IAS 28 - Investments in Associates and Joint Ventures is a standard issued by the International Accounting Standards Board (IASB) that prescribes the accounting method for interests in associates and joint ventures. This standard primarily requires the equity method of accounting, where the investor recognizes their share of the associate's or joint venture's net income in their own financial statements. It ensures transparent and consistent reporting of such investments, aligning with the broader contour of International Financial Reporting Standards (IFRS).
Under IAS 28, an associate is categorized as an entity over which significant influence is exercised, yet not controlled. In such scenarios, the entity’s performance and results directly impact the financial statements of the parent organization. For example, if a corporation owns 25% of a subsidiary company, the corporation may need to adjust its financial reports to reflect the income and expenses proportional to its share.

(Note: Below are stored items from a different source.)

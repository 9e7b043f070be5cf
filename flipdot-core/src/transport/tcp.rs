//! TCP link: connect, write one frame, close.
//!
//! The frame format has no session, so nothing is kept between sends and
//! `open`/`close` do nothing.

use std::time::Duration;

use async_trait::async_trait;
use tokio::io::AsyncWriteExt;
use tokio::net::TcpStream;

use super::{ChannelKind, Transport, format_message};
use crate::error::TransportError;

/// Default bound on connecting to the target.
const DEFAULT_CONNECT_TIMEOUT: Duration = Duration::from_secs(5);

/// Connection-per-frame client.
#[derive(Debug, Clone)]
pub struct TcpClient {
    host: String,
    port: u16,
    connect_timeout: Duration,
}

impl TcpClient {
    pub fn new(host: &str, port: u16) -> Self {
        Self {
            host: host.to_string(),
            port,
            connect_timeout: DEFAULT_CONNECT_TIMEOUT,
        }
    }

    pub fn with_connect_timeout(mut self, timeout: Duration) -> Self {
        self.connect_timeout = timeout;
        self
    }

    /// `host:port` of the target.
    pub fn target(&self) -> String {
        format!("{}:{}", self.host, self.port)
    }
}

#[async_trait]
impl Transport for TcpClient {
    async fn open(&mut self) -> Result<(), TransportError> {
        Ok(())
    }

    async fn close(&mut self) -> Result<(), TransportError> {
        Ok(())
    }

    async fn send(
        &mut self,
        address: u8,
        data: &[u8],
        refresh: bool,
    ) -> Result<(), TransportError> {
        let msg = format_message(address, data, refresh)?;

        let mut stream =
            match tokio::time::timeout(self.connect_timeout, TcpStream::connect(self.target()))
                .await
            {
                Ok(conn) => conn?,
                Err(_) => {
                    return Err(std::io::Error::new(
                        std::io::ErrorKind::TimedOut,
                        format!("connect to {} timed out", self.target()),
                    )
                    .into());
                }
            };

        // The stream is shut down on both paths; a write error still wins.
        let written = stream.write_all(&msg).await;
        let closed = stream.shutdown().await;
        written?;
        closed?;
        Ok(())
    }

    fn kind(&self) -> ChannelKind {
        ChannelKind::Tcp
    }
}

// ── Tests ────────────────────────────────────────────────────────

The standard’s application varies for joint ventures, where two or more parties have joint control over the economic activities undertaken. IAS 28 dictates consistent equity accounting across these scenarios to prevent anomalies in financial reporting practices.
Companies involved in diverse investment activities leverage IAS 28 to maintain transparency, as such shareholding intricacies often affect stakeholder decisions significantly. Thus, understanding and correctly implementing IAS 28 becomes essential for transparent financial reporting.